It’s pretty freaky deaky to have two data sets go up five orders of magnitude and have their relationship be perfectly constant.



For every million new users, the price of bitcoin rises $200.  It happened every time except for February 2016, when the price was slow to hit.   


The rise in the price has been amazingly constant.  I’ll leave it to some future Avogadro to figure out exactly why.  The important point is:  If this relationship holds, bitcoin will hit $200,000 in 2022.


I realize that sounds like a large caveat – but these relationships have held for a decade.  The compound annual growth rate (CAGR) of bitcoin has been 213% for more than ten years.  $200,000 a year from now would be exactly 213% higher than today.  It would be just normal trend growth.

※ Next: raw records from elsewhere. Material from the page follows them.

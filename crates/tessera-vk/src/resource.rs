//! Buffers, images, samplers, acceleration structures and query pools.

use crate::memory::{BufferAllocation, ImageAllocation};
use ash::vk;
use std::fmt;
use tessera_core::{
    AccelerationStructureKind, BufferKind, Capabilities, GeometryDesc, ResourceId, Result,
    SampledAssetImageFormat, SamplerFilter, TargetImageKind, SAMPLED_ASSET_IMAGE_CAPABILITIES,
};
use tessera_hal::{AccelerationStructure, Buffer, Image, OwnershipCell, Resource, TargetImage};

/// A Vulkan buffer.
pub struct VkBuffer {
    pub(crate) id: ResourceId,
    pub(crate) kind: BufferKind,
    pub(crate) memory: BufferAllocation,
    /// Zero unless the buffer was created with a device address.
    pub(crate) device_address: u64,
    pub(crate) ownership: OwnershipCell,
}

impl VkBuffer {
    pub fn raw(&self) -> vk::Buffer {
        self.memory.buffer
    }

    pub fn device_address(&self) -> u64 {
        self.device_address
    }
}

impl fmt::Debug for VkBuffer {
    fn fmt(&self, f: &mut fmt::Formatter<'_>) -> fmt::Result {
        f.debug_struct("VkBuffer")
            .field("id", &self.id)
            .field("kind", &self.kind)
            .field("size", &self.memory.size)
            .finish_non_exhaustive()
    }
}

impl Resource for VkBuffer {
    fn id(&self) -> ResourceId {
        self.id
    }

    fn capabilities(&self) -> Capabilities {
        self.kind.capabilities()
    }

    fn ownership(&self) -> &OwnershipCell {
        &self.ownership
    }
}

impl Buffer for VkBuffer {
    fn kind(&self) -> BufferKind {
        self.kind
    }

    fn size(&self) -> u64 {
        self.memory.size
    }

    fn write_bytes(&self, offset: u64, data: &[u8]) -> Result<()> {
        Ok(self.memory.write_bytes(offset, data)?)
    }

    fn read_bytes(&self, offset: u64, out: &mut [u8]) -> Result<()> {
        Ok(self.memory.read_bytes(offset, out)?)
    }
}

/// A sampled asset image with a view over every mip level.
pub struct VkImage {
    pub(crate) id: ResourceId,
    pub(crate) format: SampledAssetImageFormat,
    pub(crate) extent: (u32, u32),
    pub(crate) mip_levels: u32,
    pub(crate) memory: ImageAllocation,
    pub(crate) view: vk::ImageView,
    pub(crate) ownership: OwnershipCell,
}

impl VkImage {
    pub fn raw(&self) -> vk::Image {
        self.memory.image
    }

    pub fn view(&self) -> vk::ImageView {
        self.view
    }
}

impl fmt::Debug for VkImage {
    fn fmt(&self, f: &mut fmt::Formatter<'_>) -> fmt::Result {
        f.debug_struct("VkImage")
            .field("id", &self.id)
            .field("format", &self.format)
            .field("extent", &self.extent)
            .field("mip_levels", &self.mip_levels)
            .finish_non_exhaustive()
    }
}

impl Resource for VkImage {
    fn id(&self) -> ResourceId {
        self.id
    }

    fn capabilities(&self) -> Capabilities {
        SAMPLED_ASSET_IMAGE_CAPABILITIES
    }

    fn ownership(&self) -> &OwnershipCell {
        &self.ownership
    }
}

impl Image for VkImage {
    fn format(&self) -> SampledAssetImageFormat {
        self.format
    }

    fn width(&self) -> u32 {
        self.extent.0
    }

    fn height(&self) -> u32 {
        self.extent.1
    }

    fn mip_levels(&self) -> u32 {
        self.mip_levels
    }
}

/// A color attachment, depth-stencil attachment or storage image with a
/// single-mip view.
pub struct VkTargetImage {
    pub(crate) id: ResourceId,
    pub(crate) kind: TargetImageKind,
    pub(crate) extent: (u32, u32),
    pub(crate) allow_sampled: bool,
    pub(crate) memory: ImageAllocation,
    pub(crate) view: vk::ImageView,
    pub(crate) aspect: vk::ImageAspectFlags,
    pub(crate) ownership: OwnershipCell,
}

impl VkTargetImage {
    pub fn raw(&self) -> vk::Image {
        self.memory.image
    }

    pub fn view(&self) -> vk::ImageView {
        self.view
    }

    /// Full subresource range of the image.
    pub fn range(&self) -> vk::ImageSubresourceRange {
        vk::ImageSubresourceRange::default()
            .aspect_mask(self.aspect)
            .level_count(1)
            .layer_count(1)
    }
}

impl fmt::Debug for VkTargetImage {
    fn fmt(&self, f: &mut fmt::Formatter<'_>) -> fmt::Result {
        f.debug_struct("VkTargetImage")
            .field("id", &self.id)
            .field("kind", &self.kind)
            .field("extent", &self.extent)
            .field("allow_sampled", &self.allow_sampled)
            .finish_non_exhaustive()
    }
}

impl Resource for VkTargetImage {
    fn id(&self) -> ResourceId {
        self.id
    }

    fn capabilities(&self) -> Capabilities {
        self.kind.capabilities(self.allow_sampled)
    }

    fn ownership(&self) -> &OwnershipCell {
        &self.ownership
    }
}

impl TargetImage for VkTargetImage {
    fn kind(&self) -> TargetImageKind {
        self.kind
    }

    fn width(&self) -> u32 {
        self.extent.0
    }

    fn height(&self) -> u32 {
        self.extent.1
    }
}

#[derive(Debug)]
pub struct VkSampler {
    pub(crate) raw: vk::Sampler,
    pub(crate) filter: SamplerFilter,
}

impl VkSampler {
    pub fn raw(&self) -> vk::Sampler {
        self.raw
    }

    pub fn filter(&self) -> SamplerFilter {
        self.filter
    }
}

/// Geometry of the last build, kept so updates can rebuild the geometry list
/// from new vertex buffers alone.
#[derive(Debug, Clone, Copy)]
pub(crate) struct BuiltGeometry {
    pub desc: GeometryDesc,
    pub index_address: u64,
}

/// What the last build of a structure consumed.
#[derive(Debug, Clone, Default)]
pub(crate) enum BuildRecord {
    #[default]
    Unbuilt,
    Bottom(Vec<BuiltGeometry>),
    Top { instance_count: u32 },
}

/// A Vulkan acceleration structure and its backing buffer.
pub struct VkAccelerationStructure {
    pub(crate) id: ResourceId,
    pub(crate) kind: AccelerationStructureKind,
    pub(crate) raw: vk::AccelerationStructureKHR,
    pub(crate) storage: BufferAllocation,
    pub(crate) device_address: u64,
    pub(crate) built: BuildRecord,
    pub(crate) ownership: OwnershipCell,
}

impl VkAccelerationStructure {
    pub fn raw(&self) -> vk::AccelerationStructureKHR {
        self.raw
    }

    /// Buffer backing the structure. Ownership transfers apply to it.
    pub fn storage_buffer(&self) -> vk::Buffer {
        self.storage.buffer
    }
}

impl fmt::Debug for VkAccelerationStructure {
    fn fmt(&self, f: &mut fmt::Formatter<'_>) -> fmt::Result {
        f.debug_struct("VkAccelerationStructure")
            .field("id", &self.id)
            .field("kind", &self.kind)
            .field("size", &self.storage.size)
            .field("device_address", &format_args!("{:#x}", self.device_address))
            .finish_non_exhaustive()
    }
}

impl Resource for VkAccelerationStructure {
    fn id(&self) -> ResourceId {
        self.id
    }

    fn capabilities(&self) -> Capabilities {
        Capabilities::ACCELERATION_STRUCTURE
    }

    fn ownership(&self) -> &OwnershipCell {
        &self.ownership
    }
}

impl AccelerationStructure for VkAccelerationStructure {
    fn kind(&self) -> AccelerationStructureKind {
        self.kind
    }

    fn size(&self) -> u64 {
        self.storage.size
    }

    fn device_address(&self) -> u64 {
        self.device_address
    }
}

/// A pool of compacted-size query slots.
#[derive(Debug)]
pub struct VkQueryPool {
    pub(crate) raw: vk::QueryPool,
    pub(crate) count: u32,
}

impl VkQueryPool {
    pub fn raw(&self) -> vk::QueryPool {
        self.raw
    }

    pub fn len(&self) -> u32 {
        self.count
    }

    pub fn is_empty(&self) -> bool {
        self.count == 0
    }
}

Later in this letter we have an update on the bitcoin halving relationship from the past eight years.  In our April 2020 investor letter we used the relative stock-to-flow ratios to forecast that bitcoin could hit $62,968 this week.  It did.




In our December investor letter, we focused on supply and demand.

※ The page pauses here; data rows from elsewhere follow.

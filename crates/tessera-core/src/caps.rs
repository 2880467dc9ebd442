//! Device capability reporting.

use crate::align_up;
use crate::format::{DepthStencilAttachmentImageFormat, SampledAssetImageFormat};

/// Capabilities and alignment requirements reported by a device.
///
/// Creating a resource that needs an unsupported capability is a caller
/// contract violation; query these predicates first.
#[derive(Debug, Clone, PartialEq, Eq)]
pub struct DeviceCapabilities {
    /// Backend name, e.g. `"vulkan"`.
    pub backend: &'static str,
    pub device_name: String,
    /// Acceleration structures and ray queries are available.
    pub ray_tracing: bool,
    /// Uploads run on a queue family distinct from the graphics family.
    pub dedicated_upload_queue: bool,
    pub texture_compression_bc: bool,
    pub texture_compression_astc: bool,
    pub uniform_buffer_offset_alignment: u64,
    pub storage_buffer_offset_alignment: u64,
    pub staging_buffer_offset_alignment: u64,
    pub staging_buffer_row_pitch_alignment: u64,
    pub scratch_offset_alignment: u64,
    /// Depth-only format usable as a sampled attachment on this device.
    pub depth_attachment_format: DepthStencilAttachmentImageFormat,
    /// Depth-stencil format usable as a sampled attachment on this device.
    pub depth_stencil_attachment_format: DepthStencilAttachmentImageFormat,
}

impl DeviceCapabilities {
    /// Whether sampled asset images of `format` can be created.
    pub const fn supports_format(&self, format: SampledAssetImageFormat) -> bool {
        if format.is_bc() {
            self.texture_compression_bc
        } else if format.is_astc() {
            self.texture_compression_astc
        } else {
            true
        }
    }

    /// Round a dynamic uniform offset up to the device alignment.
    pub const fn align_uniform_offset(&self, offset: u64) -> u64 {
        align_up(offset, self.uniform_buffer_offset_alignment)
    }

    /// Round a staging source offset up to the device alignment.
    pub const fn align_staging_offset(&self, offset: u64) -> u64 {
        align_up(offset, self.staging_buffer_offset_alignment)
    }

    /// Row pitch for uploading `width` texels of `format` from staging memory.
    pub const fn staging_row_pitch(&self, format: SampledAssetImageFormat, width: u32) -> u64 {
        align_up(
            format.row_size(width) as u64,
            self.staging_buffer_row_pitch_alignment,
        )
    }

    /// One-line summary for logging.
    pub fn summary(&self) -> String {
        format!(
            "{} [{}] - ray tracing: {}, upload queue: {}, BC: {}, ASTC: {}",
            self.device_name,
            self.backend,
            self.ray_tracing,
            if self.dedicated_upload_queue {
                "dedicated"
            } else {
                "unified"
            },
            self.texture_compression_bc,
            self.texture_compression_astc,
        )
    }
}

#[cfg(test)]
mod tests {
    use super::*;

    fn caps() -> DeviceCapabilities {
        DeviceCapabilities {
            backend: "test",
            device_name: "test device".to_string(),
            ray_tracing: true,
            dedicated_upload_queue: false,
            texture_compression_bc: true,
            texture_compression_astc: false,
            uniform_buffer_offset_alignment: 256,
            storage_buffer_offset_alignment: 16,
            staging_buffer_offset_alignment: 512,
            staging_buffer_row_pitch_alignment: 256,
            scratch_offset_alignment: 128,
            depth_attachment_format: DepthStencilAttachmentImageFormat::D32Sfloat,
            depth_stencil_attachment_format: DepthStencilAttachmentImageFormat::D24UnormS8Uint,
        }
    }

    #[test]
    fn format_support_follows_compression_flags() {
        let caps = caps();
        assert!(caps.supports_format(SampledAssetImageFormat::R8G8B8A8Srgb));
        assert!(caps.supports_format(SampledAssetImageFormat::Bc7Unorm));
        assert!(!caps.supports_format(SampledAssetImageFormat::Astc4x4Srgb));
    }

    #[test]
    fn staging_pitch_is_aligned() {
        let caps = caps();
        assert_eq!(
            caps.staging_row_pitch(SampledAssetImageFormat::R8G8B8A8Unorm, 10),
            256
        );
        assert_eq!(
            caps.staging_row_pitch(SampledAssetImageFormat::R8G8B8A8Unorm, 100),
            512
        );
        assert_eq!(caps.align_uniform_offset(300), 512);
    }
}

A Tiger cub friend/TMT investor: “We don’t invest in bitcoin because there are no cash flows to discount.” 


Me:  “Well, there’re no cash flows to EUR/USD either, but nobody thinks twice about trading it.” 


How **do** you value bitcoin?


An answer is:  Bilateral exchange rates are just supply and demand. 

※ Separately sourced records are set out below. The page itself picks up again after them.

//! Test harness for the Tessera graphics abstraction layer.
//!
//! Provides a headless device harness and end-to-end scenarios that run
//! unchanged on every backend.

pub mod backend;
pub mod harness;
pub mod scenarios;

pub use backend::{ScenarioBackend, ShaderSet, SPIRV_DIR_ENV};
pub use harness::Harness;
pub use scenarios::{
    asset_upload_readback, cleared_attachment_readback, compacted_triangle_probe, ClearReport,
    ProbeHit, ProbeReport, UploadReport,
};

use thiserror::Error;

#[derive(Error, Debug)]
pub enum TestError {
    #[error("Backend error: {0}")]
    Backend(#[from] tessera_core::Error),
    #[error("Scenario failed: {0}")]
    Mismatch(String),
    #[error("Missing shader: {0}")]
    MissingShader(String),
    #[error("IO error: {0}")]
    Io(#[from] std::io::Error),
}

pub type Result<T> = std::result::Result<T, TestError>;

/// Device configuration for a scenario run.
#[derive(Debug, Clone, Copy, PartialEq, Eq)]
pub struct HarnessConfig {
    /// Request ray tracing support.
    pub ray_tracing: bool,
    /// Prefer a distinct upload queue family when the adapter has one.
    pub dedicated_upload_queue: bool,
}

impl Default for HarnessConfig {
    fn default() -> Self {
        Self {
            ray_tracing: true,
            dedicated_upload_queue: true,
        }
    }
}

impl HarnessConfig {
    /// Both logical queues on one family.
    #[must_use]
    pub const fn unified(mut self) -> Self {
        self.dedicated_upload_queue = false;
        self
    }

    #[must_use]
    pub const fn ray_tracing(mut self, enabled: bool) -> Self {
        self.ray_tracing = enabled;
        self
    }
}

I realize for some, that’s an unsatisfying answer.


We’ve taken two perspectives on supply and demand.  The first is an Econ 101-style supply and demand chart:



We’ve seen two huge shifts – one in demand, one in supply – both upwards.


On the demand side, we’ve had massive companies like Morgan Stanley and PayPal enter the market.  That shifts the demand curve much higher.  


At the same time, the supply of newly-issued bitcoin was cut in half last May – as part of the every-four-years halving of bitcoin issuance.


The demand curve didn’t just shift once – it’s been shifting like that for a decade, as new entrants discover bitcoin.


Here’s our standard log price graph.  In this we’ve stylized the x-axis as the number of people using bitcoin.




3.5 billion people have a smartphone, the only requirement to use bitcoin.  In the long, long run – it’s not obvious why most of those won’t use bitcoin.  That’s not many more than share photos on Facebook. 




Using these relationships, we can postulate a possible terminal value for bitcoin.  If the price continues to rise $200 per million users, bitcoin would become fairly valued at $700,000.

At that level bitcoin would be worth $15 trillion – or 15% of global M2.  That seems totally doable.





So, that’s bitcoin – but bitcoin is just one brand of blockchain.  There are many other blockchains which have important, and often quite different, use cases.   


When an investor asks, “Should I buy bitcoin?”, I answer YES.  When they ask if they should buy other tokens, I say YES.  The critical first step is to get off zero – get exposure to something in blockchain.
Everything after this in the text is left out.